Y'know, digital parties are far better than in-person ones. The clean up time is minuscule in comparison, and there was gonna be more to this bit but I was just reminded that minuscule is spelt like that and that's taken over my thought process now.

This week, we're taking a breather and doing some digital deep-diving!


Star of the Show

Our first port of call is of course to congratulate Wassculaire, whose Wishing Stars won the WCDC this week!

Look forward to their theme coming next week!


Christmas in June

That's not our only congratulations this week, however! KANSAS was also a winner this week, with their 'Ordinary' Present taking the top spot in our special Birthday competition!

There were a lot of great entries, but they came out on top and won 15 packs for their trouble!

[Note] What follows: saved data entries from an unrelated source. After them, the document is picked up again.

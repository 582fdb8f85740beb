//! Hand-written test doubles for the collaborator traits.

use std::sync::atomic::{AtomicBool, AtomicU32, AtomicUsize, Ordering};
use std::sync::Arc;
use std::time::Duration;

use async_trait::async_trait;
use bytes::Bytes;
use parking_lot::Mutex;
use tokio::sync::{mpsc, Semaphore};

use crate::error::{ItemError, SessionError, StreamError};
use crate::events::{BroadcastEvent, EventEmitter, PlaybackEvent, SessionEvent};
use crate::media::{
    AudioCodec, MediaItem, MediaObserver, MediaResolver, MediaStream, MetadataProvider,
    ProbeInfo, Resource, SearchHit, SearchProvider, SourceKind, StreamSource, TrackMetadata,
};
use crate::player::{AudioOutput, PlayerEventSink};
use crate::voice::{
    ConnectionState, JoinRequest, SessionKey, StateReporter, VoiceConnection, VoiceGateway,
    VoiceLink,
};

/// Lets every runnable task make progress. With paused time, also fires any
/// timer due within the next millisecond.
pub async fn settle() {
    tokio::time::sleep(Duration::from_millis(1)).await;
}

fn mp3_probe() -> ProbeInfo {
    ProbeInfo {
        codec: AudioCodec::Mp3,
        content_length: None,
    }
}

// ─────────────────────────────────────────────────────────────────────────────
// Media
// ─────────────────────────────────────────────────────────────────────────────

/// Stream that yields nothing and counts kills.
pub struct FakeStream {
    fail_probe: bool,
    killed: Arc<AtomicUsize>,
    dead: bool,
}

impl FakeStream {
    pub fn new(fail_probe: bool, killed: Arc<AtomicUsize>) -> Self {
        Self {
            fail_probe,
            killed,
            dead: false,
        }
    }
}

#[async_trait]
impl MediaStream for FakeStream {
    async fn probe(&mut self) -> Result<ProbeInfo, StreamError> {
        if self.fail_probe {
            return Err(StreamError::UnsupportedContentType("text/html".into()));
        }
        Ok(mp3_probe())
    }

    async fn read_chunk(&mut self) -> Result<Option<Bytes>, StreamError> {
        if self.dead {
            return Err(StreamError::Closed);
        }
        Ok(None)
    }

    fn kill(&mut self) {
        if !self.dead {
            self.dead = true;
            self.killed.fetch_add(1, Ordering::SeqCst);
        }
    }
}

/// Wraps an item in a ready-to-play resource.
pub fn resource_for(item: &Arc<MediaItem>) -> Resource {
    Resource::new(
        Arc::clone(item),
        mp3_probe(),
        Box::new(FakeStream::new(false, Arc::new(AtomicUsize::new(0)))),
    )
}

#[derive(Default)]
pub struct FakeStreamSource {
    fail_probe: bool,
    opened: AtomicUsize,
    killed: Arc<AtomicUsize>,
}

impl FakeStreamSource {
    pub fn failing_probe() -> Self {
        Self {
            fail_probe: true,
            ..Self::default()
        }
    }

    pub fn opened(&self) -> usize {
        self.opened.load(Ordering::SeqCst)
    }

    pub fn killed(&self) -> usize {
        self.killed.load(Ordering::SeqCst)
    }
}

#[async_trait]
impl StreamSource for FakeStreamSource {
    async fn open(
        &self,
        _url: &str,
        _kind: SourceKind,
    ) -> Result<Box<dyn MediaStream>, StreamError> {
        self.opened.fetch_add(1, Ordering::SeqCst);
        Ok(Box::new(FakeStream::new(
            self.fail_probe,
            Arc::clone(&self.killed),
        )))
    }
}

pub struct FakeSearch(Option<SearchHit>);

impl FakeSearch {
    pub fn empty() -> Self {
        Self(None)
    }

    pub fn hit(hit: SearchHit) -> Self {
        Self(Some(hit))
    }
}

#[async_trait]
impl SearchProvider for FakeSearch {
    async fn search(&self, _query: &str) -> Result<Option<SearchHit>, StreamError> {
        Ok(self.0.clone())
    }
}

pub struct FakeMetadata(Option<TrackMetadata>);

impl FakeMetadata {
    pub fn empty() -> Self {
        Self(None)
    }

    pub fn with(metadata: TrackMetadata) -> Self {
        Self(Some(metadata))
    }
}

#[async_trait]
impl MetadataProvider for FakeMetadata {
    async fn lookup(&self, _url: &str) -> Result<Option<TrackMetadata>, StreamError> {
        Ok(self.0.clone())
    }
}

/// Resolver that fails queries starting with "bad" and can hold resolutions
/// until the test releases them.
#[derive(Default)]
pub struct ScriptedResolver {
    gate: Option<Arc<Semaphore>>,
    started: AtomicUsize,
    in_flight: AtomicUsize,
    max_in_flight: AtomicUsize,
    released: Arc<AtomicUsize>,
}

impl ScriptedResolver {
    /// Every resolution waits for a permit from [`Self::release`].
    pub fn gated() -> Self {
        Self {
            gate: Some(Arc::new(Semaphore::new(0))),
            ..Self::default()
        }
    }

    pub fn release(&self, count: usize) {
        if let Some(gate) = &self.gate {
            gate.add_permits(count);
        }
    }

    /// Resolutions begun so far.
    pub fn started(&self) -> usize {
        self.started.load(Ordering::SeqCst)
    }

    pub fn max_in_flight(&self) -> usize {
        self.max_in_flight.load(Ordering::SeqCst)
    }

    /// Resources killed without being played.
    pub fn released(&self) -> usize {
        self.released.load(Ordering::SeqCst)
    }
}

#[async_trait]
impl MediaResolver for ScriptedResolver {
    async fn resolve(&self, item: &Arc<MediaItem>) -> Result<Resource, ItemError> {
        self.started.fetch_add(1, Ordering::SeqCst);
        let now = self.in_flight.fetch_add(1, Ordering::SeqCst) + 1;
        self.max_in_flight.fetch_max(now, Ordering::SeqCst);

        if let Some(gate) = &self.gate {
            if let Ok(permit) = gate.acquire().await {
                permit.forget();
            }
        }
        self.in_flight.fetch_sub(1, Ordering::SeqCst);

        if item.query().starts_with("bad") {
            return Err(ItemError::ResolutionFailure(format!(
                "No results for '{}'",
                item.query()
            )));
        }
        Ok(Resource::new(
            Arc::clone(item),
            mp3_probe(),
            Box::new(FakeStream::new(false, Arc::clone(&self.released))),
        ))
    }
}

/// Observer that logs `start:`, `finish:` and `error:` entries by query.
#[derive(Default)]
pub struct RecordingObserver {
    entries: Mutex<Vec<String>>,
}

impl RecordingObserver {
    pub fn entries(&self) -> Vec<String> {
        self.entries.lock().clone()
    }

    fn push(&self, kind: &str, item: &MediaItem) {
        self.entries.lock().push(format!("{}:{}", kind, item.query()));
    }
}

impl MediaObserver for RecordingObserver {
    fn on_start(&self, item: &MediaItem) {
        self.push("start", item);
    }

    fn on_finish(&self, item: &MediaItem) {
        self.push("finish", item);
    }

    fn on_error(&self, item: &MediaItem, _error: &ItemError) {
        self.push("error", item);
    }
}

// ─────────────────────────────────────────────────────────────────────────────
// Player / Events
// ─────────────────────────────────────────────────────────────────────────────

/// Output that records commands; playback progress is driven by the test.
#[derive(Default)]
pub struct RecordingOutput {
    played: Mutex<Vec<String>>,
    pauses: AtomicUsize,
    resumes: AtomicUsize,
    stops: AtomicUsize,
}

impl RecordingOutput {
    /// Track ids handed to `play`, in order.
    pub fn played(&self) -> Vec<String> {
        self.played.lock().clone()
    }

    pub fn pauses(&self) -> usize {
        self.pauses.load(Ordering::SeqCst)
    }

    pub fn resumes(&self) -> usize {
        self.resumes.load(Ordering::SeqCst)
    }

    pub fn stops(&self) -> usize {
        self.stops.load(Ordering::SeqCst)
    }
}

impl AudioOutput for RecordingOutput {
    fn play(&self, resource: Resource) {
        self.played.lock().push(resource.item().id().to_string());
    }

    fn pause(&self) -> bool {
        self.pauses.fetch_add(1, Ordering::SeqCst);
        true
    }

    fn resume(&self) -> bool {
        self.resumes.fetch_add(1, Ordering::SeqCst);
        true
    }

    fn stop(&self) {
        self.stops.fetch_add(1, Ordering::SeqCst);
    }
}

#[derive(Default)]
pub struct RecordingEmitter {
    events: Mutex<Vec<BroadcastEvent>>,
}

impl RecordingEmitter {
    pub fn all(&self) -> Vec<BroadcastEvent> {
        self.events.lock().clone()
    }

    pub fn playback_events(&self) -> Vec<PlaybackEvent> {
        self.all()
            .into_iter()
            .filter_map(|e| match e {
                BroadcastEvent::Playback(event) => Some(event),
                BroadcastEvent::Session(_) => None,
            })
            .collect()
    }

    pub fn session_events(&self) -> Vec<SessionEvent> {
        self.all()
            .into_iter()
            .filter_map(|e| match e {
                BroadcastEvent::Session(event) => Some(event),
                BroadcastEvent::Playback(_) => None,
            })
            .collect()
    }
}

impl EventEmitter for RecordingEmitter {
    fn emit_playback(&self, event: PlaybackEvent) {
        self.events.lock().push(event.into());
    }

    fn emit_session(&self, event: SessionEvent) {
        self.events.lock().push(event.into());
    }
}

// ─────────────────────────────────────────────────────────────────────────────
// Voice
// ─────────────────────────────────────────────────────────────────────────────

/// Connection whose rejoins report `Signalling` (or fail, if told to).
pub struct FakeConnection {
    reporter: StateReporter,
    rejoins: AtomicU32,
    destroys: AtomicUsize,
    fail: AtomicBool,
    refuse: AtomicBool,
    rejoin_tx: mpsc::UnboundedSender<u32>,
}

impl FakeConnection {
    /// Returns the connection and a receiver yielding each rejoin's ordinal.
    pub fn new(reporter: StateReporter) -> (Arc<Self>, mpsc::UnboundedReceiver<u32>) {
        let (rejoin_tx, rx) = mpsc::unbounded_channel();
        let connection = Arc::new(Self {
            reporter,
            rejoins: AtomicU32::new(0),
            destroys: AtomicUsize::new(0),
            fail: AtomicBool::new(false),
            refuse: AtomicBool::new(false),
            rejoin_tx,
        });
        (connection, rx)
    }

    pub fn fail_rejoins(&self, fail: bool) {
        self.fail.store(fail, Ordering::SeqCst);
    }

    /// Makes later rejoins fail with a fatal error.
    pub fn refuse_rejoins(&self) {
        self.refuse.store(true, Ordering::SeqCst);
    }

    pub fn rejoin_count(&self) -> u32 {
        self.rejoins.load(Ordering::SeqCst)
    }

    pub fn destroy_count(&self) -> usize {
        self.destroys.load(Ordering::SeqCst)
    }
}

#[async_trait]
impl VoiceConnection for FakeConnection {
    async fn rejoin(&self) -> Result<(), SessionError> {
        let ordinal = self.rejoins.fetch_add(1, Ordering::SeqCst) + 1;
        let result = if self.refuse.load(Ordering::SeqCst) {
            Err(SessionError::SessionRemoved)
        } else if self.fail.load(Ordering::SeqCst) {
            Err(SessionError::RejoinFailed("voice server unavailable".into()))
        } else {
            self.reporter.report(ConnectionState::Signalling);
            Ok(())
        };
        let _ = self.rejoin_tx.send(ordinal);
        result
    }

    fn destroy(&self) {
        self.destroys.fetch_add(1, Ordering::SeqCst);
    }
}

/// What a [`FakeGateway`] handed out for one join.
#[derive(Clone)]
pub struct JoinedSession {
    pub session_key: SessionKey,
    pub states: StateReporter,
    pub player_events: PlayerEventSink,
    pub connection: Arc<FakeConnection>,
    pub output: Arc<RecordingOutput>,
}

#[derive(Clone, Copy, PartialEq, Eq)]
enum GatewayMode {
    /// Reports `Ready` during the join.
    Ready,
    /// Never reports anything.
    Silent,
    Refusing,
}

pub struct FakeGateway {
    mode: GatewayMode,
    joined: Mutex<Vec<JoinedSession>>,
}

impl FakeGateway {
    fn with_mode(mode: GatewayMode) -> Self {
        Self {
            mode,
            joined: Mutex::new(Vec::new()),
        }
    }

    pub fn ready() -> Self {
        Self::with_mode(GatewayMode::Ready)
    }

    pub fn silent() -> Self {
        Self::with_mode(GatewayMode::Silent)
    }

    pub fn refusing() -> Self {
        Self::with_mode(GatewayMode::Refusing)
    }

    pub fn joined(&self) -> Vec<JoinedSession> {
        self.joined.lock().clone()
    }

    /// The most recent join.
    ///
    /// # Panics
    ///
    /// Panics if nothing has joined yet.
    pub fn last(&self) -> JoinedSession {
        self.joined
            .lock()
            .last()
            .cloned()
            .expect("no session has joined")
    }

    pub fn join_count(&self) -> usize {
        self.joined.lock().len()
    }
}

#[async_trait]
impl VoiceGateway for FakeGateway {
    async fn join(&self, request: JoinRequest) -> Result<VoiceLink, SessionError> {
        // Lets concurrent joins interleave like a real handshake would.
        tokio::task::yield_now().await;
        if self.mode == GatewayMode::Refusing {
            return Err(SessionError::JoinFailed("channel is full".into()));
        }

        let (connection, _rejoins) = FakeConnection::new(request.states.clone());
        let output = Arc::new(RecordingOutput::default());
        if self.mode == GatewayMode::Ready {
            request.states.report(ConnectionState::Ready);
        }

        self.joined.lock().push(JoinedSession {
            session_key: request.session_key,
            states: request.states,
            player_events: request.player_events,
            connection: Arc::clone(&connection),
            output: Arc::clone(&output),
        });

        Ok(VoiceLink { connection, output })
    }
}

Pokémon, Digital Monsters, Robots in Disguise

Speaking of the Birthday competition, it got me thinking about the nature of Hearthstone as a digital card game. I've thought about it many times over the years, because it comes up a lot when designing Fan Cards, as there are so many things that are possible in a digital game that just aren't feasible in a non-digital space.

Of course, it can often be surprising how many things do get quite complex in non-digital games.

Take for instance my card for the Birthday competition, and the Pokemon TCG card it is inspired by.

 

Yes, I spent far too long aging Derpcorn for that image.

This cute little promo card, _______'s Pikachu (more commonly know as the Happy Birthday Pikachu), has space for you to write your name in at the top, and your birthday at the bottom. In this way, you can have a card which uses your own birthday as a determinant for its effect! The card itself is quite bad, especially in today's insanely powercrept meta, but the idea behind it is awesome and finding a way to make that effect work somewhat easily in a non-digital space is so cool to me.

As you can see, I took the card in a more silly, digital-only way by having your whole deck turn Golden for including it, but the fact that the condition is something they managed to make workable is so fun to me. Really, I just wanted an excuse to Photoshop that art together anyway.

In many ways I'm reminded of MtG's Un-Sets, where stretching the bounds of what can be done in a physical game is the whole point.

 

Two for the price of pun.

Here, for example, are some of my favourite cards from their most recent Un-Set, Unsanctioned.

Avatar of Me plays in the same space as the Birthday cards, taking attributes of the player that are at least somewhat verifiable (and I mean, it's silver border Magic, you're playing for fun anyway) and creating a wacky card out of it. I like that it's printed as a Blue card (the most common eye colour among the normal Magic colours) but can spiral into whatever.

Syr Cadian, too, is something that is fairly easily verifiable in paper play, but would be interestingly both easier and harder to control in digital. While it could simply take the time the sun will set and rise each day and plug that in, the idea that you could be playing someone in a different part of the world completely is fascinating in its implications. How would you standardize it? A fun conundrum.

Boomstacker and Flavor Judge are my all-stars though, because these are cards that simply cannot work in a digital environment, and only make sense in real-life play. Well, if you want to be pedantic, theoretically you could get Boomstacker to work if you wanted to include an accurate physics engine in your digital card game - and something like Tabletop Simulator plays in that space - but Flavor Judge relies on that interaction between players, those real-life arguments and persuasions that can't be codified into a digital space. So often the question of what unique ideas you can do with a digital game comes up, but rarely do I hear the opposite question posed, when the answers can be so unique.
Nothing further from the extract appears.